Exercise prompt ▸ Nothing but a number is expected: the count of lines in the data below that include "UpdateDecoder".
↓
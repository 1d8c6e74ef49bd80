//! Ordered update delivery with gap recovery.
//!
//! Pushes arrive from the session as raw bodies. An [`UpdateDecoder`] turns
//! each into [`UpdateBatch`]es; the [`UpdateManager`] orders them per stream
//! and, on a gap, asks the [`DifferenceFetcher`] for what was missed. Both
//! traits are implemented by the API layer, which knows the schema.
//!
//! The session hands pushes to the update task through a bounded queue. If
//! that queue is full the push is dropped and a global difference is forced
//! before the next one is processed. Events reach the consumer through a
//! second bounded channel; a slow consumer stalls the update task.
//!
//! A stream that reported [`UpdateEvent::ResyncNeeded`] stays silent until
//! the consumer has resynchronised it and calls [`UpdateStream::reset`].

mod manager;

use std::collections::VecDeque;
use std::sync::Arc;
use std::sync::atomic::{AtomicBool, Ordering};

use tokio::sync::mpsc;
use tokio::sync::mpsc::error::TrySendError;

pub use manager::{
    Difference, DifferenceRequest, FetchRetry, MAX_DIFFERENCE_ATTEMPTS, Outcome, Phase, UpdateBatch, UpdateEvent,
    UpdateManager, backoff,
};

use crate::connector::BoxFuture;
use crate::errors::UpdateError;
use crate::storage::Stream;

/// Splits a raw push into ordered batches.
pub trait UpdateDecoder: Send + Sync + 'static {
    /// Return [`UpdateError::TooLong`] when the push says updates were
    /// skipped and only a difference can recover them.
    fn decode(&self, body: &[u8]) -> Result<Vec<UpdateBatch>, UpdateError>;
}

/// Fetches what a stream missed.
pub trait DifferenceFetcher: Send + Sync + 'static {
    fn fetch(&self, request: DifferenceRequest) -> BoxFuture<'_, Result<Difference, UpdateError>>;
}

// ─── UpdateStream ─────────────────────────────────────────────────────────────

/// Asynchronous stream of [`UpdateEvent`]s.
pub struct UpdateStream {
    rx: mpsc::Receiver<UpdateEvent>,
    resets: mpsc::UnboundedSender<(Stream, i32)>,
}

impl UpdateStream {
    /// Wait for the next update. Returns `None` when the client has shut down.
    pub async fn next(&mut self) -> Option<UpdateEvent> {
        self.rx.recv().await
    }

    /// Start `stream` over from `counter`, dropping whatever was buffered or
    /// pending for it. Applied before the next push is processed.
    ///
    /// Returns `false` once the update task is gone.
    pub fn reset(&self, stream: Stream, counter: i32) -> bool {
        self.resets.send((stream, counter)).is_ok()
    }
}

// ─── Push queue ───────────────────────────────────────────────────────────────

/// The session side of the push queue.
pub(crate) struct PushSink {
    tx: mpsc::Sender<Vec<u8>>,
    overflow: Arc<AtomicBool>,
}

impl PushSink {
    /// Queue a push. Returns `false` once the update task is gone.
    pub(crate) fn push(&self, body: Vec<u8>) -> bool {
        match self.tx.try_send(body) {
            Ok(()) => true,
            Err(TrySendError::Full(_)) => {
                if !self.overflow.swap(true, Ordering::AcqRel) {
                    tracing::warn!("[strand] update queue full, dropping pushes until caught up");
                }
                true
            }
            Err(TrySendError::Closed(_)) => false,
        }
    }
}

/// Start the update task. The sink goes to the session, the stream to the
/// consumer.
pub(crate) fn spawn(
    manager: UpdateManager,
    decoder: Arc<dyn UpdateDecoder>,
    fetcher: Arc<dyn DifferenceFetcher>,
    capacity: usize,
) -> (PushSink, UpdateStream) {
    let capacity = capacity.max(1);
    let (push_tx, push_rx) = mpsc::channel(capacity);
    let (event_tx, event_rx) = mpsc::channel(capacity);
    let (reset_tx, reset_rx) = mpsc::unbounded_channel();
    let overflow = Arc::new(AtomicBool::new(false));

    let task = UpdateTask {
        manager,
        decoder,
        fetcher,
        pushes: push_rx,
        resets: reset_rx,
        overflow: overflow.clone(),
        events: event_tx,
        pending: VecDeque::new(),
    };
    tokio::spawn(task.run());

    (PushSink { tx: push_tx, overflow }, UpdateStream { rx: event_rx, resets: reset_tx })
}

struct UpdateTask {
    manager: UpdateManager,
    decoder: Arc<dyn UpdateDecoder>,
    fetcher: Arc<dyn DifferenceFetcher>,
    pushes: mpsc::Receiver<Vec<u8>>,
    resets: mpsc::UnboundedReceiver<(Stream, i32)>,
    overflow: Arc<AtomicBool>,
    events: mpsc::Sender<UpdateEvent>,
    pending: VecDeque<DifferenceRequest>,
}

impl UpdateTask {
    async fn run(mut self) {
        loop {
            tokio::select! {
                biased;
                Some((stream, counter)) = self.resets.recv() => self.reset(stream, counter),
                body = self.pushes.recv() => {
                    let Some(body) = body else { break };
                    if !self.handle(body).await {
                        return;
                    }
                }
            }
        }
        tracing::debug!("[strand] update task finished");
    }

    /// Returns `false` once the consumer is gone.
    async fn handle(&mut self, body: Vec<u8>) -> bool {
        while let Ok((stream, counter)) = self.resets.try_recv() {
            self.reset(stream, counter);
        }
        if self.overflow.swap(false, Ordering::AcqRel) {
            self.force(Stream::Global);
        }
        match self.decoder.decode(&body) {
            Ok(batches) => {
                for batch in batches {
                    let out = self.manager.handle_batch(batch);
                    if !self.deliver(out).await {
                        return false;
                    }
                }
            }
            Err(UpdateError::TooLong) => self.force(Stream::Global),
            Err(e) => tracing::warn!("[strand] dropping push: {e}"),
        }
        self.catch_up().await
    }

    fn reset(&mut self, stream: Stream, counter: i32) {
        tracing::info!("[strand] {stream:?} reset to {counter}");
        self.pending.retain(|r| r.stream != stream);
        self.manager.reset(stream, counter);
    }

    fn force(&mut self, stream: Stream) {
        if let Some(request) = self.manager.force_difference(stream) {
            self.queue(request);
        }
    }

    fn queue(&mut self, request: DifferenceRequest) {
        if !self.pending.iter().any(|r| r.stream == request.stream) {
            self.pending.push_back(request);
        }
    }

    /// Forward events. Returns `false` once the consumer is gone.
    async fn deliver(&mut self, out: Outcome) -> bool {
        if let Some(request) = out.fetch {
            self.queue(request);
        }
        for event in out.events {
            if self.events.send(event).await.is_err() {
                return false;
            }
        }
        true
    }

    async fn catch_up(&mut self) -> bool {
        while let Some(mut request) = self.pending.pop_front() {
            loop {
                self.manager.fetch_started(request.stream);
                match self.fetcher.fetch(request).await {
                    Ok(diff) => {
                        let out = self.manager.apply_difference(request.stream, diff);
                        if !self.deliver(out).await {
                            return false;
                        }
                        break;
                    }
                    Err(e) => {
                        tracing::warn!("[strand] difference for {:?} from {} failed: {e}", request.stream, request.from);
                        match self.manager.fetch_failed(request.stream) {
                            FetchRetry::After { delay, request: next } => {
                                tokio::time::sleep(delay).await;
                                request = next;
                            }
                            FetchRetry::GiveUp(event) => {
                                if self.events.send(event).await.is_err() {
                                    return false;
                                }
                                break;
                            }
                        }
                    }
                }
            }
        }
        true
    }
}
↑
Task response ▸ 4